The problem of planning and scheduling in a distributed manufacturing environment with multiple shop locations is a natural extension to the basic “single-site” setup in which all production activities take place at one centralized location. To better consolidate resources and reduce costs, there is a need to provide high-throughput planning and scheduling capabilities for “multi-site” shops with geographical constraints. This feature is now missing from existing document production toolkits, such as the Lean Document Production (LDP) toolkit developed by Xerox Corporation. The absence of this capability in existing toolkits, limits their application to multi-site or shop environments.
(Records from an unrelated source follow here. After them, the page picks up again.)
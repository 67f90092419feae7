//! Integration tests for the policy layer

use super::*;
use crate::context::ExecutionContext;
use crate::tools::{Capability, HandlerTool, Tool, ToolError, ToolErrorKind, ToolSpec};
use serde_json::{json, Value};
use std::sync::atomic::{AtomicU32, Ordering};
use std::sync::Arc;

/// Tool that fails with `error` for its first `failures` calls
struct ScriptedTool {
    spec: ToolSpec,
    failures: u32,
    error: ToolError,
    calls: AtomicU32,
}

impl ScriptedTool {
    fn new(failures: u32, error: ToolError) -> Arc<Self> {
        Arc::new(Self {
            spec: ToolSpec::new("scripted", "fails on cue").with_input_schema(json!({
                "type": "object",
                "properties": { "path": { "type": "string" } }
            })),
            failures,
            error,
            calls: AtomicU32::new(0),
        })
    }

    fn calls(&self) -> u32 {
        self.calls.load(Ordering::SeqCst)
    }
}

#[async_trait::async_trait]
impl Tool for ScriptedTool {
    fn spec(&self) -> &ToolSpec {
        &self.spec
    }

    async fn execute(&self, _args: Value, ctx: &ExecutionContext) -> Result<Value, ToolError> {
        let n = self.calls.fetch_add(1, Ordering::SeqCst);
        if n < self.failures {
            Err(self.error.clone())
        } else {
            Ok(json!({
                "call": n + 1,
                "working_dir": ctx.working_dir.as_ref().map(|p| p.display().to_string()),
            }))
        }
    }
}

fn fast(policy: ExecutionPolicy) -> ExecutionPolicy {
    policy.with_backoff(
        BackoffStrategy::Exponential,
        Duration::from_millis(10),
        Duration::from_millis(50),
    )
}

#[test]
fn test_risk_defaults() {
    let low = ExecutionPolicy::for_risk(RiskLevel::Low);
    assert_eq!(low.timeout, Duration::from_secs(5));
    assert_eq!(low.retries, 1);
    assert_eq!(low.backoff, BackoffStrategy::None);
    assert!(!low.require_approval && low.circuit_breaker.is_none());

    let medium = ExecutionPolicy::for_risk(RiskLevel::Medium);
    assert_eq!(medium.retries, 2);
    assert_eq!(medium.backoff, BackoffStrategy::Exponential);
    assert!(medium.timeout > low.timeout);

    let high = ExecutionPolicy::for_risk(RiskLevel::High);
    assert_eq!(high.retries, 3);
    assert!(high.require_approval);
    assert!(high.circuit_breaker.is_some());
    assert!(high.sandbox.is_none());

    let critical = ExecutionPolicy::for_risk(RiskLevel::Critical);
    assert_eq!(critical.retries, 5);
    assert_eq!(critical.max_attempts(), 6);
    assert!(critical.require_approval && critical.circuit_breaker.is_some());
    assert!(!critical.sandbox.as_ref().unwrap().network);
}

#[test]
fn test_fingerprint_is_stable_and_distinct() {
    let a = ExecutionPolicy::for_risk(RiskLevel::High);
    assert_eq!(a.fingerprint(), a.clone().fingerprint());
    assert_ne!(a.fingerprint(), a.clone().with_retries(9).fingerprint());
    assert_eq!(a.fingerprint().len(), 16);
}

#[test]
fn test_policy_config_overrides() {
    let config: PolicyConfig = serde_json::from_value(json!({
        "risk": { "low": { "timeout": "2s", "retries": 0 } },
        "tools": { "write_file": { "require_approval": false } }
    }))
    .unwrap();

    let low = ToolSpec::new("reader", "");
    assert_eq!(config.policy_for(&low).timeout, Duration::from_secs(2));
    assert_eq!(config.policy_for(&low).retries, 0);

    let write = ToolSpec::new("write_file", "").with_risk(RiskLevel::High);
    let policy = config.policy_for(&write);
    assert!(!policy.require_approval);
    assert_eq!(policy.retries, 3);
    assert_eq!(policy.backoff, BackoffStrategy::Exponential);
    assert!(policy.circuit_breaker.is_some());

    let other_high = ToolSpec::new("deploy", "").with_risk(RiskLevel::High);
    assert_eq!(
        config.policy_for(&other_high),
        ExecutionPolicy::for_risk(RiskLevel::High)
    );
}

#[tokio::test(start_paused = true)]
async fn test_transient_failures_retried() {
    let tool = ScriptedTool::new(2, ToolError::transient("flaky"));
    let guarded = with_policy(tool.clone(), fast(ExecutionPolicy::for_risk(RiskLevel::Medium)));

    let outcome = guarded.execute(json!({}), &ExecutionContext::new()).await;
    assert_eq!(outcome.result.unwrap()["call"], 3);
    assert_eq!(outcome.attempts, 3);
    assert_eq!(tool.calls(), 3);
}

#[tokio::test(start_paused = true)]
async fn test_retries_exhausted() {
    let tool = ScriptedTool::new(10, ToolError::transient("down"));
    let guarded = with_policy(tool.clone(), fast(ExecutionPolicy::for_risk(RiskLevel::Medium)));

    let outcome = guarded.execute(json!({}), &ExecutionContext::new()).await;
    assert_eq!(outcome.result.unwrap_err().kind, ToolErrorKind::Transient);
    assert_eq!(tool.calls(), 3);
}

#[tokio::test(start_paused = true)]
async fn test_permission_errors_not_retried() {
    let tool = ScriptedTool::new(10, ToolError::internal("Permission denied"));
    let guarded = with_policy(tool.clone(), fast(ExecutionPolicy::for_risk(RiskLevel::Medium)));

    assert!(guarded.call(json!({}), &ExecutionContext::new()).await.is_err());
    assert_eq!(tool.calls(), 1);
}

#[tokio::test]
async fn test_approval_denied_is_terminal_and_skips_tool() {
    let tool = ScriptedTool::new(0, ToolError::transient("unused"));
    let policy = ExecutionPolicy::for_risk(RiskLevel::High);

    let no_callback = with_policy(tool.clone(), policy.clone());
    let outcome = no_callback.execute(json!({}), &ExecutionContext::new()).await;
    let error = outcome.result.unwrap_err();
    assert_eq!(error.kind, ToolErrorKind::ApprovalRequired);
    assert!(!error.is_retryable());
    assert!(error.message.to_lowercase().contains("approval required"));
    assert_eq!(outcome.attempts, 0);

    let denied = with_policy(tool.clone(), policy.clone()).with_approval(Arc::new(DenyAll));
    assert!(denied.call(json!({}), &ExecutionContext::new()).await.is_err());
    assert_eq!(tool.calls(), 0);

    let approved = with_policy(tool.clone(), policy).with_approval(Arc::new(AutoApprove));
    assert!(approved.call(json!({}), &ExecutionContext::new()).await.is_ok());
    assert_eq!(tool.calls(), 1);
}

#[tokio::test(start_paused = true)]
async fn test_breaker_opens_and_recovers() {
    let tool = ScriptedTool::new(3, ToolError::transient("boom"));
    let policy = ExecutionPolicy::for_risk(RiskLevel::Low)
        .with_retries(0)
        .with_circuit_breaker(Some(
            CircuitBreakerConfig::default()
                .with_failure_threshold(3)
                .with_recovery_timeout(Duration::from_secs(30)),
        ));
    let guarded = with_policy(tool.clone(), policy);
    let ctx = ExecutionContext::new();

    for _ in 0..3 {
        assert!(guarded.call(json!({}), &ctx).await.is_err());
    }
    assert_eq!(guarded.breaker().unwrap().state(), CircuitState::Open);

    let rejected = guarded.execute(json!({}), &ctx).await;
    assert_eq!(rejected.result.unwrap_err().kind, ToolErrorKind::CircuitOpen);
    assert_eq!(rejected.attempts, 0);
    assert_eq!(tool.calls(), 3);

    tokio::time::advance(Duration::from_secs(30)).await;
    assert!(guarded.call(json!({}), &ctx).await.is_ok());
    assert_eq!(guarded.breaker().unwrap().state(), CircuitState::Closed);
    assert_eq!(tool.calls(), 4);
}

#[tokio::test(start_paused = true)]
async fn test_breaker_counts_one_outcome_per_call() {
    let tool = ScriptedTool::new(100, ToolError::transient("boom"));
    let policy = fast(ExecutionPolicy::for_risk(RiskLevel::Low))
        .with_retries(4)
        .with_circuit_breaker(Some(CircuitBreakerConfig::default().with_failure_threshold(2)));
    let guarded = with_policy(tool.clone(), policy);

    assert!(guarded.call(json!({}), &ExecutionContext::new()).await.is_err());
    assert_eq!(tool.calls(), 5);
    assert_eq!(guarded.breaker().unwrap().failure_count(), 1);
    assert_eq!(guarded.breaker().unwrap().state(), CircuitState::Closed);
}

#[tokio::test(start_paused = true)]
async fn test_shared_breaker_from_registry() {
    let registry = BreakerRegistry::new();
    let policy = ExecutionPolicy::for_risk(RiskLevel::Low)
        .with_retries(0)
        .with_circuit_breaker(Some(CircuitBreakerConfig::default().with_failure_threshold(1)));
    let config = policy.circuit_breaker.clone().unwrap();

    let tool = ScriptedTool::new(1, ToolError::transient("boom"));
    let first = with_policy(tool.clone(), policy.clone()).with_breaker(registry.get_or_create(
        "scripted",
        &policy.fingerprint(),
        &config,
    ));
    assert!(first.call(json!({}), &ExecutionContext::new()).await.is_err());

    let second = with_policy(tool.clone(), policy.clone()).with_breaker(registry.get_or_create(
        "scripted",
        &policy.fingerprint(),
        &config,
    ));
    let error = second.call(json!({}), &ExecutionContext::new()).await.unwrap_err();
    assert_eq!(error.kind, ToolErrorKind::CircuitOpen);
    assert_eq!(tool.calls(), 1);
}

#[tokio::test]
async fn test_sandbox_rejects_escaping_path_and_sets_working_dir() {
    let tool = ScriptedTool::new(0, ToolError::transient("unused"));
    let policy = ExecutionPolicy::for_risk(RiskLevel::Low)
        .with_sandbox(Some(crate::safety::SandboxConfig::default().with_root("/srv/box")));
    let guarded = with_policy(tool.clone(), policy);
    let ctx = ExecutionContext::new();

    let error = guarded
        .call(json!({"path": "../../etc/passwd"}), &ctx)
        .await
        .unwrap_err();
    assert_eq!(error.kind, ToolErrorKind::Sandbox);
    assert_eq!(tool.calls(), 0);

    let out = guarded.call(json!({"path": "data.txt"}), &ctx).await.unwrap();
    assert_eq!(out["working_dir"], "/srv/box");
}

#[tokio::test]
async fn test_offline_sandbox_rejects_network_tools() {
    let spec = ToolSpec::new("fetch", "").with_capability(Capability::Network);
    let tool = Arc::new(HandlerTool::new(spec, |_args: Value| async {
        Ok::<_, ToolError>(json!("fetched"))
    }));
    let policy = ExecutionPolicy::for_risk(RiskLevel::Critical);
    let guarded = with_policy(tool, policy).with_approval(Arc::new(AutoApprove));

    let error = guarded.call(json!({}), &ExecutionContext::new()).await.unwrap_err();
    assert_eq!(error.kind, ToolErrorKind::Sandbox);
    assert!(!error.is_retryable());
}

#[tokio::test]
async fn test_validation_happens_before_execution() {
    let spec = ToolSpec::new("strict", "").with_input_schema(json!({
        "type": "object",
        "properties": { "name": { "type": "string" } },
        "required": ["name"]
    }));
    let calls = Arc::new(AtomicU32::new(0));
    let counter = Arc::clone(&calls);
    let tool = Arc::new(HandlerTool::new(spec, move |_args: Value| {
        let counter = Arc::clone(&counter);
        async move {
            counter.fetch_add(1, Ordering::SeqCst);
            Ok::<_, ToolError>(json!(null))
        }
    }));

    let guarded = with_policy(tool, ExecutionPolicy::for_risk(RiskLevel::Medium));
    let error = guarded.call(json!({}), &ExecutionContext::new()).await.unwrap_err();
    assert_eq!(error.kind, ToolErrorKind::Validation);
    assert_eq!(calls.load(Ordering::SeqCst), 0);
}

#[tokio::test]
async fn test_cancelled_context_never_runs() {
    let tool = ScriptedTool::new(0, ToolError::transient("unused"));
    let guarded = with_policy(tool.clone(), ExecutionPolicy::default());
    let ctx = ExecutionContext::new();
    ctx.cancellation.cancel();

    let error = guarded.call(json!({}), &ctx).await.unwrap_err();
    assert_eq!(error.kind, ToolErrorKind::Cancelled);
    assert_eq!(tool.calls(), 0);
}

#[test]
fn test_tool_override_layers_on_tier_override() {
    let config: PolicyConfig = serde_json::from_value(json!({
        "risk": { "critical": { "timeout": "90s" } },
        "tools": { "run_command": { "retries": 1, "sandbox": { "network": true } } }
    }))
    .unwrap();

    let spec = ToolSpec::new("run_command", "").with_risk(RiskLevel::Critical);
    let policy = config.policy_for(&spec);
    assert_eq!(policy.timeout, Duration::from_secs(90));
    assert_eq!(policy.retries, 1);
    assert!(policy.require_approval);
    assert!(policy.sandbox.as_ref().is_some_and(|s| s.network));
    assert_eq!(policy.circuit_breaker, Some(CircuitBreakerConfig::sensitive()));
}
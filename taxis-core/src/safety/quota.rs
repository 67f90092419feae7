//! Resource quotas
//!
//! Usage counters are owned by a [`QuotaManager`] and only change under its
//! lock: a reservation checks every resource and increments them together,
//! or fails without touching anything. Releasing is tied to the
//! [`QuotaReservation`] guard, so every exit path gives units back.

use crate::tools::{Capability, ToolSpec};
use serde::{Deserialize, Serialize};
use std::sync::{Arc, Mutex, MutexGuard};

/// Configured resource ceilings
#[derive(Debug, Clone, Copy, PartialEq, Eq, Serialize, Deserialize)]
#[serde(default)]
pub struct ResourceQuotas {
    /// Concurrent tool executions
    pub max_concurrency: u64,
    /// Memory reserved by running tools
    pub max_memory_mb: u64,
    /// CPU time reserved by running tools
    pub max_cpu_time_ms: u64,
    /// Network requests in flight
    pub max_network_requests: u64,
}

impl Default for ResourceQuotas {
    fn default() -> Self {
        Self {
            max_concurrency: 4,
            max_memory_mb: 1024,
            max_cpu_time_ms: 120_000,
            max_network_requests: 32,
        }
    }
}

impl ResourceQuotas {
    /// Whether every ceiling is non-zero
    pub fn is_valid(&self) -> bool {
        self.max_concurrency > 0
            && self.max_memory_mb > 0
            && self.max_cpu_time_ms > 0
            && self.max_network_requests > 0
    }
}

/// Amounts currently reserved, or requested by one call
#[derive(Debug, Clone, Copy, Default, PartialEq, Eq, Serialize, Deserialize)]
pub struct ResourceUsage {
    pub concurrency: u64,
    pub memory_mb: u64,
    pub cpu_time_ms: u64,
    pub network_requests: u64,
}

/// What a single tool call asks for
pub type ResourceRequest = ResourceUsage;

impl ResourceUsage {
    /// Request for one execution of `spec`
    pub fn for_tool(spec: &ToolSpec) -> Self {
        Self {
            concurrency: 1,
            memory_mb: spec.memory_budget_mb,
            cpu_time_ms: spec.time_budget_ms,
            network_requests: u64::from(spec.capabilities.contains(Capability::Network)),
        }
    }
}

/// A quota-tracked resource
#[derive(Debug, Clone, Copy, PartialEq, Eq, Serialize, Deserialize)]
#[serde(rename_all = "snake_case")]
pub enum Resource {
    Concurrency,
    Memory,
    CpuTime,
    NetworkRequests,
}

impl std::fmt::Display for Resource {
    fn fmt(&self, f: &mut std::fmt::Formatter<'_>) -> std::fmt::Result {
        let name = match self {
            Resource::Concurrency => "concurrency",
            Resource::Memory => "memory_mb",
            Resource::CpuTime => "cpu_time_ms",
            Resource::NetworkRequests => "network_requests",
        };
        write!(f, "{}", name)
    }
}

/// A reservation would exceed a ceiling
#[derive(Debug, Clone, PartialEq, Eq, Serialize, Deserialize, thiserror::Error)]
#[error("quota exceeded for {resource}: requested {requested}, in use {in_use}, limit {limit}")]
pub struct QuotaExceeded {
    pub resource: Resource,
    pub requested: u64,
    pub in_use: u64,
    pub limit: u64,
}

/// Shared quota counters
#[derive(Debug)]
pub struct QuotaManager {
    quotas: ResourceQuotas,
    usage: Mutex<ResourceUsage>,
}

impl QuotaManager {
    /// Create a manager with zero usage
    pub fn new(quotas: ResourceQuotas) -> Arc<Self> {
        Arc::new(Self {
            quotas,
            usage: Mutex::new(ResourceUsage::default()),
        })
    }

    fn lock(&self) -> MutexGuard<'_, ResourceUsage> {
        self.usage.lock().unwrap_or_else(|e| e.into_inner())
    }

    fn check(&self, usage: &ResourceUsage, request: &ResourceRequest) -> Result<(), QuotaExceeded> {
        let checks = [
            (Resource::Concurrency, request.concurrency, usage.concurrency, self.quotas.max_concurrency),
            (Resource::Memory, request.memory_mb, usage.memory_mb, self.quotas.max_memory_mb),
            (Resource::CpuTime, request.cpu_time_ms, usage.cpu_time_ms, self.quotas.max_cpu_time_ms),
            (
                Resource::NetworkRequests,
                request.network_requests,
                usage.network_requests,
                self.quotas.max_network_requests,
            ),
        ];
        for (resource, requested, in_use, limit) in checks {
            if in_use.saturating_add(requested) > limit {
                return Err(QuotaExceeded {
                    resource,
                    requested,
                    in_use,
                    limit,
                });
            }
        }
        Ok(())
    }

    /// Check without reserving
    pub fn can_reserve(&self, request: &ResourceRequest) -> Result<(), QuotaExceeded> {
        let usage = self.lock();
        self.check(&usage, request)
    }

    /// Reserve `request`, or fail without mutating usage
    pub fn reserve(self: &Arc<Self>, request: ResourceRequest) -> Result<QuotaReservation, QuotaExceeded> {
        let mut usage = self.lock();
        self.check(&usage, &request)?;
        usage.concurrency += request.concurrency;
        usage.memory_mb += request.memory_mb;
        usage.cpu_time_ms += request.cpu_time_ms;
        usage.network_requests += request.network_requests;
        tracing::debug!(
            concurrency = usage.concurrency,
            memory_mb = usage.memory_mb,
            "Quota reserved"
        );
        Ok(QuotaReservation {
            manager: Arc::clone(self),
            request,
            released: false,
        })
    }

    /// Give back `request`, clamping each counter at zero
    pub fn release(&self, request: &ResourceRequest) {
        let mut usage = self.lock();
        usage.concurrency = usage.concurrency.saturating_sub(request.concurrency);
        usage.memory_mb = usage.memory_mb.saturating_sub(request.memory_mb);
        usage.cpu_time_ms = usage.cpu_time_ms.saturating_sub(request.cpu_time_ms);
        usage.network_requests = usage.network_requests.saturating_sub(request.network_requests);
    }

    /// Snapshot of current usage
    pub fn usage(&self) -> ResourceUsage {
        *self.lock()
    }

    /// Configured ceilings
    pub fn quotas(&self) -> ResourceQuotas {
        self.quotas
    }
}

/// Reserved units; released on drop
#[derive(Debug)]
#[must_use = "dropping a reservation releases it immediately"]
pub struct QuotaReservation {
    manager: Arc<QuotaManager>,
    request: ResourceRequest,
    released: bool,
}

impl QuotaReservation {
    /// What this reservation holds
    pub fn request(&self) -> &ResourceRequest {
        &self.request
    }

    /// Release now instead of at drop
    pub fn release(mut self) {
        self.release_inner();
    }

    fn release_inner(&mut self) {
        if !self.released {
            self.released = true;
            self.manager.release(&self.request);
        }
    }
}

impl Drop for QuotaReservation {
    fn drop(&mut self) {
        self.release_inner();
    }
}
//! Allowlists for paths, hosts, commands and capabilities
//!
//! Patterns support a leading (`*.example.com`) or trailing (`/tmp/*`)
//! wildcard. An empty path/host/command list leaves that dimension
//! unrestricted; capabilities are deny-by-default.

use super::sandbox::normalize_path;
use crate::tools::{Capability, CapabilitySet};
use serde::{Deserialize, Serialize};
use std::path::Path;

/// Match `value` against a pattern with an optional leading/trailing `*`
pub fn wildcard_match(pattern: &str, value: &str) -> bool {
    if pattern == "*" {
        return true;
    }
    match (pattern.strip_prefix('*'), pattern.strip_suffix('*')) {
        (Some(_), Some(_)) if pattern.len() >= 2 => value.contains(&pattern[1..pattern.len() - 1]),
        (Some(suffix), _) => value.ends_with(suffix),
        (_, Some(prefix)) => value.starts_with(prefix),
        _ => pattern == value,
    }
}

/// Path containment: exact prefix by components, or wildcard text match
fn path_match(pattern: &str, path: &Path) -> bool {
    if pattern.contains('*') {
        return wildcard_match(pattern, &path.to_string_lossy());
    }
    path.starts_with(normalize_path(Path::new(pattern)))
}

/// Allowlist configuration
#[derive(Debug, Clone, PartialEq, Serialize, Deserialize)]
#[serde(default)]
pub struct AllowlistConfig {
    /// Permitted path prefixes
    pub paths: Vec<String>,
    /// Permitted hosts
    pub hosts: Vec<String>,
    /// Permitted command names (first word of a command line)
    pub commands: Vec<String>,
    /// Permitted capabilities
    pub capabilities: CapabilitySet,
}

impl Default for AllowlistConfig {
    fn default() -> Self {
        Self {
            paths: Vec::new(),
            hosts: Vec::new(),
            commands: Vec::new(),
            capabilities: CapabilitySet::from_capabilities([
                Capability::FilesystemRead,
                Capability::FilesystemWrite,
                Capability::Subprocess,
            ]),
        }
    }
}

impl AllowlistConfig {
    /// Allow every capability and leave every list unrestricted
    pub fn permissive() -> Self {
        Self {
            capabilities: CapabilitySet::all(),
            ..Self::default()
        }
    }

    /// Builder: add a path pattern
    pub fn with_path(mut self, pattern: impl Into<String>) -> Self {
        self.paths.push(pattern.into());
        self
    }

    /// Builder: add a host pattern
    pub fn with_host(mut self, pattern: impl Into<String>) -> Self {
        self.hosts.push(pattern.into());
        self
    }

    /// Builder: add a command pattern
    pub fn with_command(mut self, pattern: impl Into<String>) -> Self {
        self.commands.push(pattern.into());
        self
    }

    /// Builder: replace allowed capabilities
    pub fn with_capabilities(mut self, capabilities: CapabilitySet) -> Self {
        self.capabilities = capabilities;
        self
    }

    /// Whether `path` (already normalized) is permitted
    pub fn permits_path(&self, path: &Path) -> bool {
        self.paths.is_empty() || self.paths.iter().any(|p| path_match(p, path))
    }

    /// Whether `host` is permitted
    pub fn permits_host(&self, host: &str) -> bool {
        let host = host.to_ascii_lowercase();
        self.hosts.is_empty()
            || self
                .hosts
                .iter()
                .any(|p| wildcard_match(&p.to_ascii_lowercase(), &host))
    }

    /// Whether a command line is permitted, judged by its first word
    pub fn permits_command(&self, command_line: &str) -> bool {
        if self.commands.is_empty() {
            return true;
        }
        let name = command_line.split_whitespace().next().unwrap_or("");
        !name.is_empty() && self.commands.iter().any(|p| wildcard_match(p, name))
    }

    /// Capabilities in `required` that are not allowed
    pub fn missing_capabilities(&self, required: &CapabilitySet) -> CapabilitySet {
        self.capabilities.missing(required)
    }
}
//! Observability: decision ledger, analysis and replay
//!
//! Every turn appends a [`DecisionRecord`]. Reports are computed on demand
//! from the ledger; nothing is persisted, but the ledger can be exported as
//! JSON lines for the embedding application.

mod analysis;
mod record;
mod replay;

pub use analysis::{failure_category, ConfusionReport, PerformanceReport, ToolAccuracy};
pub use record::{DecisionLedger, DecisionParams, DecisionRecord, Outcome};
pub use replay::{ReplayContext, ReplayStats};

use crate::error::{Result, TaxisError};
use crate::tools::ToolError;
use serde::{Deserialize, Serialize};
use serde_json::Value;
use std::future::Future;
use std::io::Write;
use std::time::Instant;
use tokio::sync::RwLock;

/// Observability configuration
#[derive(Debug, Clone, PartialEq, Serialize, Deserialize)]
#[serde(default)]
pub struct ObservabilityConfig {
    /// Ledger capacity
    pub max_records: usize,
    /// Records included in a report
    pub recent_decisions: usize,
}

impl Default for ObservabilityConfig {
    fn default() -> Self {
        Self {
            max_records: 1000,
            recent_decisions: 10,
        }
    }
}

/// Snapshot returned by [`ObservabilityLayer::report`]
#[derive(Debug, Clone, Serialize, Deserialize)]
pub struct ObservabilityReport {
    pub confusion: ConfusionReport,
    pub performance: PerformanceReport,
    /// Newest first
    pub recent_decisions: Vec<DecisionRecord>,
    pub replay_stats: ReplayStats,
}

/// Owns the decision ledger
#[derive(Debug)]
pub struct ObservabilityLayer {
    ledger: RwLock<DecisionLedger>,
    config: ObservabilityConfig,
}

impl Default for ObservabilityLayer {
    fn default() -> Self {
        Self::new(ObservabilityConfig::default())
    }
}

impl ObservabilityLayer {
    pub fn new(config: ObservabilityConfig) -> Self {
        Self {
            ledger: RwLock::new(DecisionLedger::new(config.max_records)),
            config,
        }
    }

    pub fn config(&self) -> &ObservabilityConfig {
        &self.config
    }

    /// Append a decision, returning its id
    pub async fn record_decision(&self, params: DecisionParams) -> String {
        let record = params.into_record();
        tracing::info!(
            decision_id = %record.id,
            outcome = %record.outcome,
            tools = ?record.chosen_tools,
            latency_ms = record.latency_ms,
            replay = record.replay,
            "Recorded decision"
        );
        self.ledger.write().await.push(record)
    }

    pub async fn get(&self, id: &str) -> Option<DecisionRecord> {
        self.ledger.read().await.get(id).cloned()
    }

    pub async fn len(&self) -> usize {
        self.ledger.read().await.len()
    }

    pub async fn is_empty(&self) -> bool {
        self.ledger.read().await.is_empty()
    }

    /// Confusion, performance and replay summaries plus recent decisions
    pub async fn report(&self) -> ObservabilityReport {
        let ledger = self.ledger.read().await;
        ObservabilityReport {
            confusion: ConfusionReport::from_records(ledger.records()),
            performance: PerformanceReport::from_records(ledger.records()),
            recent_decisions: ledger.recent(self.config.recent_decisions),
            replay_stats: ReplayStats::from_records(ledger.records()),
        }
    }

    /// Re-run a recorded decision through `execute`
    ///
    /// A new record flagged as a replay is appended; the original is left
    /// untouched.
    pub async fn replay<F, Fut>(&self, id: &str, execute: F) -> Result<ReplayContext>
    where
        F: FnOnce(DecisionRecord) -> Fut,
        Fut: Future<Output = std::result::Result<Value, ToolError>>,
    {
        let original = self
            .get(id)
            .await
            .ok_or_else(|| TaxisError::DecisionNotFound(id.to_string()))?;

        tracing::debug!(decision_id = %id, input = %original.input, "Replaying decision");
        let started = Instant::now();
        let result = execute(original.clone()).await;
        let latency_ms = started.elapsed().as_millis() as u64;

        let mut params = DecisionParams::new(original.input.clone())
            .replaying(&original)
            .with_latency_ms(latency_ms);
        let (output, error) = match result {
            Ok(output) => (Some(output), None),
            Err(e) => {
                params = params.failed(e.to_string());
                (None, Some(e.to_string()))
            }
        };
        let outcome = if error.is_none() { Outcome::Ok } else { Outcome::Fail };
        let replay_id = self.record_decision(params).await;

        Ok(ReplayContext {
            replay_id,
            original_id: original.id,
            original_outcome: original.outcome,
            outcome,
            output,
            error,
            latency_ms,
        })
    }

    /// Write the ledger as JSON lines
    pub async fn export_jsonl<W: Write>(&self, writer: W) -> std::io::Result<usize> {
        self.ledger.read().await.export_jsonl(writer)
    }
}
//! Plan and step types

use crate::state::DataTag;
use crate::tools::RiskLevel;
use serde::{Deserialize, Serialize};
use serde_json::Value;
use std::collections::BTreeSet;

/// One tool invocation inside a plan
#[derive(Debug, Clone, PartialEq, Serialize, Deserialize)]
pub struct PlanStep {
    /// Tool name
    pub tool: String,
    /// Arguments extracted from the clause
    pub args: Value,
    /// Tags this step fills
    pub provides: BTreeSet<DataTag>,
    /// Tags this step needs
    pub consumes: BTreeSet<DataTag>,
    /// Position in execution order
    pub order: usize,
}

impl PlanStep {
    pub fn new(tool: impl Into<String>, args: Value) -> Self {
        Self {
            tool: tool.into(),
            args,
            provides: BTreeSet::new(),
            consumes: BTreeSet::new(),
            order: 0,
        }
    }

    pub fn providing(mut self, tag: DataTag) -> Self {
        self.provides.insert(tag);
        self
    }

    pub fn consuming(mut self, tag: DataTag) -> Self {
        self.consumes.insert(tag);
        self
    }
}

/// Ordered steps with aggregate budget and risk
#[derive(Debug, Clone, PartialEq, Serialize, Deserialize)]
pub struct Plan {
    /// Steps in execution order
    pub steps: Vec<PlanStep>,
    /// Sum of the tools' time budgets
    pub total_time_budget_ms: u64,
    /// Sum of the tools' memory budgets
    pub total_memory_budget_mb: u64,
    /// Highest risk among the steps
    pub risk_level: RiskLevel,
}

impl Plan {
    /// Tool names in execution order
    pub fn tools(&self) -> Vec<&str> {
        self.steps.iter().map(|s| s.tool.as_str()).collect()
    }

    pub fn len(&self) -> usize {
        self.steps.len()
    }

    pub fn is_empty(&self) -> bool {
        self.steps.is_empty()
    }

    /// Whether any step depends on another step of this plan
    pub fn has_dependencies(&self) -> bool {
        let provided: BTreeSet<DataTag> = self
            .steps
            .iter()
            .flat_map(|s| s.provides.iter().copied())
            .collect();
        self.steps
            .iter()
            .any(|s| s.consumes.iter().any(|t| provided.contains(t)))
    }
}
Lean Document Production (LDP) offered by Xerox is a successful example of cellular manufacturing for the printing industry. LDP organizes equipment and resources in a print shop into separate cells, in order to increase the efficiency of print shop layout which in turn eliminates workflow bottlenecks, and reduces work-in-progress in the print shop. LDP implementations have so far been applied to shops that assume a single geographical location (i.e., single-site shops), and the option to schedule jobs among multiple single-site shops has been left largely unexplored. One reason for this is that multi-site scheduling can be computationally expensive, especially since some of the large single-site shops have already caused the current LDP toolkit to run out of memory or take several hours to find a complete schedule. While some of these issues can be fixed with a more efficient implementation, the lack of a formal scheduling framework for dealing with shops spanning multiple geographical locations presents a challenge. Simply put, there is currently no multi-site scheduling capability in LDP or similar products for the printing industry.